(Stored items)

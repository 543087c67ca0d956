//! Typed identifiers for domain aggregates.
//!
//! Every aggregate gets a UUID-backed newtype so a board id can never be
//! passed where an organization id is expected. Serde serialises ids as plain
//! UUID strings.

use serde::{Deserialize, Serialize};
use utoipa::ToSchema;
use uuid::Uuid;

macro_rules! define_id {
    ($(#[$meta:meta])* $name:ident) => {
        $(#[$meta])*
        #[derive(
            Debug, Clone, Copy, PartialEq, Eq, Hash, PartialOrd, Ord,
            Serialize, Deserialize, ToSchema,
        )]
        #[serde(transparent)]
        pub struct $name(Uuid);

        impl $name {
            /// Generate a new random identifier.
            #[must_use]
            pub fn random() -> Self {
                Self(Uuid::new_v4())
            }

            /// Construct from an existing UUID.
            #[must_use]
            pub fn from_uuid(uuid: Uuid) -> Self {
                Self(uuid)
            }

            /// Access the underlying UUID.
            #[must_use]
            pub fn as_uuid(&self) -> &Uuid {
                &self.0
            }
        }

        impl std::fmt::Display for $name {
            fn fmt(&self, f: &mut std::fmt::Formatter<'_>) -> std::fmt::Result {
                write!(f, "{}", self.0)
            }
        }

        impl std::str::FromStr for $name {
            type Err = uuid::Error;

            fn from_str(s: &str) -> Result<Self, Self::Err> {
                Ok(Self(Uuid::parse_str(s)?))
            }
        }
    };
}

define_id! {
    /// Stable user identifier.
    UserId
}

define_id! {
    /// Identifier of an organization node in the governance tree.
    OrganizationId
}

define_id! {
    /// Identifier of a board within an organization.
    BoardId
}

define_id! {
    /// Identifier of a poll owned by a board.
    PollId
}

define_id! {
    /// Identifier of a question within a poll.
    QuestionId
}

define_id! {
    /// Identifier of an answer option within a question.
    AnswerId
}

define_id! {
    /// Opaque server-side session identifier.
    SessionId
}

define_id! {
    /// Identifier of an organization-to-organization join request.
    JoinParentRequestId
}

#[cfg(test)]
mod tests {
    //! Regression coverage for this module.
    use super::*;

    #[test]
    fn ids_render_as_plain_uuids() {
        let id = UserId::from_uuid(Uuid::nil());
        assert_eq!(id.to_string(), Uuid::nil().to_string());
    }

    #[test]
    fn ids_round_trip_through_serde() {
        let id = OrganizationId::random();
        let json = serde_json::to_string(&id).expect("serialize");
        let back: OrganizationId = serde_json::from_str(&json).expect("deserialize");
        assert_eq!(back, id);
    }

    #[test]
    fn from_str_rejects_garbage() {
        assert!("not-a-uuid".parse::<BoardId>().is_err());
    }
}
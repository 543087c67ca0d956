//! Shared HTTP adapter state.
//!
//! HTTP handlers accept this state via `actix_web::web::Data` so they only
//! depend on domain ports (use-cases) and remain testable without I/O.

use std::sync::Arc;

use crate::domain::ports::{
    BoardCommand, BoardQuery, FixtureBoardCommand, FixtureBoardQuery, FixtureHierarchyCommand,
    FixtureHierarchyQuery, FixtureLoginUser, FixtureLogoutUser, FixtureMembershipCommand,
    FixtureOrganizationCommand, FixturePendingRequestsQuery, FixtureRegisterUser,
    FixtureSessionAuthenticator, FixtureVotingCommand, HierarchyCommand, HierarchyQuery,
    LoginUser, LogoutUser, MembershipCommand, OrganizationCommand, PendingRequestsQuery,
    RegisterUser, SessionAuthenticator, VotingCommand,
};

/// Parameter object bundling all port implementations for HTTP handlers.
#[derive(Clone)]
pub struct HttpStatePorts {
    pub register: Arc<dyn RegisterUser>,
    pub login: Arc<dyn LoginUser>,
    pub logout: Arc<dyn LogoutUser>,
    pub authenticator: Arc<dyn SessionAuthenticator>,
    pub organizations: Arc<dyn OrganizationCommand>,
    pub memberships: Arc<dyn MembershipCommand>,
    pub pending_requests: Arc<dyn PendingRequestsQuery>,
    pub hierarchy: Arc<dyn HierarchyCommand>,
    pub hierarchy_query: Arc<dyn HierarchyQuery>,
    pub boards: Arc<dyn BoardCommand>,
    pub boards_query: Arc<dyn BoardQuery>,
    pub voting: Arc<dyn VotingCommand>,
}

impl Default for HttpStatePorts {
    fn default() -> Self {
        Self {
            register: Arc::new(FixtureRegisterUser),
            login: Arc::new(FixtureLoginUser),
            logout: Arc::new(FixtureLogoutUser),
            authenticator: Arc::new(FixtureSessionAuthenticator),
            organizations: Arc::new(FixtureOrganizationCommand),
            memberships: Arc::new(FixtureMembershipCommand),
            pending_requests: Arc::new(FixturePendingRequestsQuery),
            hierarchy: Arc::new(FixtureHierarchyCommand),
            hierarchy_query: Arc::new(FixtureHierarchyQuery),
            boards: Arc::new(FixtureBoardCommand),
            boards_query: Arc::new(FixtureBoardQuery),
            voting: Arc::new(FixtureVotingCommand),
        }
    }
}

/// Dependency bundle for HTTP handlers.
#[derive(Clone)]
pub struct HttpState {
    pub register: Arc<dyn RegisterUser>,
    pub login: Arc<dyn LoginUser>,
    pub logout: Arc<dyn LogoutUser>,
    pub authenticator: Arc<dyn SessionAuthenticator>,
    pub organizations: Arc<dyn OrganizationCommand>,
    pub memberships: Arc<dyn MembershipCommand>,
    pub pending_requests: Arc<dyn PendingRequestsQuery>,
    pub hierarchy: Arc<dyn HierarchyCommand>,
    pub hierarchy_query: Arc<dyn HierarchyQuery>,
    pub boards: Arc<dyn BoardCommand>,
    pub boards_query: Arc<dyn BoardQuery>,
    pub voting: Arc<dyn VotingCommand>,
}

impl From<HttpStatePorts> for HttpState {
    fn from(ports: HttpStatePorts) -> Self {
        Self::new(ports)
    }
}

impl HttpState {
    /// Construct state from a ports bundle.
    pub fn new(ports: HttpStatePorts) -> Self {
        let HttpStatePorts {
            register,
            login,
            logout,
            authenticator,
            organizations,
            memberships,
            pending_requests,
            hierarchy,
            hierarchy_query,
            boards,
            boards_query,
            voting,
        } = ports;
        Self {
            register,
            login,
            logout,
            authenticator,
            organizations,
            memberships,
            pending_requests,
            hierarchy,
            hierarchy_query,
            boards,
            boards_query,
            voting,
        }
    }

    /// State wired entirely to fixtures; every port refuses its requests.
    pub fn fixtures() -> Self {
        Self::new(HttpStatePorts::default())
    }
}
//! Domain entities, value objects, and services.
//!
//! Purpose: model the governance domain (users, organizations, memberships,
//! the organization hierarchy, boards, polls, and vote drafts) as strongly
//! typed aggregates, and implement the use-case services over the ports in
//! [`ports`]. Entities enforce their own invariants; services orchestrate
//! repositories and map port failures onto [`Error`].

pub mod auth_service;
pub mod authorization;
pub mod board;
pub mod board_service;
pub mod credentials;
pub mod error;
pub mod hierarchy;
pub mod hierarchy_service;
pub mod ids;
pub mod join_parent;
pub mod language;
pub mod membership;
pub mod organization;
pub mod organization_service;
pub mod phone;
pub mod poll;
pub mod ports;
pub mod session;
pub mod trace_id;
pub mod user;
pub mod voting_service;

pub use self::auth_service::AuthService;
pub use self::board::{Board, BoardStateError, BoardValidationError, BOARD_NAME_MAX};
pub use self::board_service::BoardService;
pub use self::credentials::{CredentialValidationError, LoginCredentials};
pub use self::error::{Error, ErrorCode, ErrorValidationError};
pub use self::hierarchy::{descendant_ids, MAX_TRAVERSAL_NODES};
pub use self::hierarchy_service::HierarchyService;
pub use self::ids::{
    AnswerId, BoardId, JoinParentRequestId, OrganizationId, PollId, QuestionId, SessionId, UserId,
};
pub use self::join_parent::{
    JoinParentRequest, JoinParentStatus, JoinParentTransitionError, UnknownJoinParentStatus,
};
pub use self::language::{Language, UnsupportedLanguage};
pub use self::membership::{
    Membership, MembershipStatus, MembershipTransitionError, ReviewAction,
    UnknownMembershipStatus,
};
pub use self::organization::{
    Organization, OrganizationStateError, OrganizationValidationError, ORGANIZATION_NAME_MAX,
};
pub use self::organization_service::OrganizationService;
pub use self::phone::{PhoneNumber, PhoneValidationError};
pub use self::poll::{
    Answer, Participant, Poll, PollPage, Question, QuestionType, VoteDraft, VoteDraftError,
};
pub use self::session::{session_ttl, Session};
pub use self::trace_id::{TraceId, TRACE_ID_HEADER};
pub use self::user::{PasswordHash, User, UserValidationError, NAME_PART_MAX};
pub use self::voting_service::VotingService;

/// Convenient API result alias.
pub type ApiResult<T> = Result<T, Error>;
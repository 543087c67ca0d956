//! Driving port for staging and finishing vote drafts.

use std::collections::BTreeMap;

use async_trait::async_trait;

use crate::domain::{AnswerId, Error, PollId, QuestionId, UserId, VoteDraft};

/// Validated draft payload: the full selection set to stage.
#[derive(Debug, Clone)]
pub struct SaveDraftRequest {
    pub poll_id: PollId,
    pub user_id: UserId,
    pub selections: BTreeMap<QuestionId, Vec<AnswerId>>,
}

/// Domain use-case port for vote-draft mutations.
#[cfg_attr(test, mockall::automock)]
#[async_trait]
pub trait VotingCommand: Send + Sync {
    /// Validate the selections against the poll structure and upsert the
    /// draft. Fails conflict once the draft is finished.
    async fn save_draft(&self, request: SaveDraftRequest) -> Result<VoteDraft, Error>;

    /// Lock the draft (terminal). Finishing an absent draft is not-found;
    /// finishing twice is a conflict.
    async fn finish_draft(
        &self,
        poll_id: &PollId,
        user_id: &UserId,
    ) -> Result<VoteDraft, Error>;
}

/// Fixture command that reports every poll as missing.
#[derive(Debug, Default, Clone, Copy)]
pub struct FixtureVotingCommand;

#[async_trait]
impl VotingCommand for FixtureVotingCommand {
    async fn save_draft(&self, _request: SaveDraftRequest) -> Result<VoteDraft, Error> {
        Err(Error::not_found("poll not found"))
    }

    async fn finish_draft(
        &self,
        _poll_id: &PollId,
        _user_id: &UserId,
    ) -> Result<VoteDraft, Error> {
        Err(Error::not_found("poll not found"))
    }
}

**Exercise details**
Please return the lines above exactly, from the first one down to the line with "use uuid::Uuid;", and stop after that line.

**Output**
repository 543087c67ca0d956
//! Typed identifiers for domain aggregates.
//!
//! Every aggregate gets a UUID-backed newtype so a board id can never be
//! passed where an organization id is expected. Serde serialises ids as plain
//! UUID strings.

use serde::{Deserialize, Serialize};
use utoipa::ToSchema;
use uuid::Uuid;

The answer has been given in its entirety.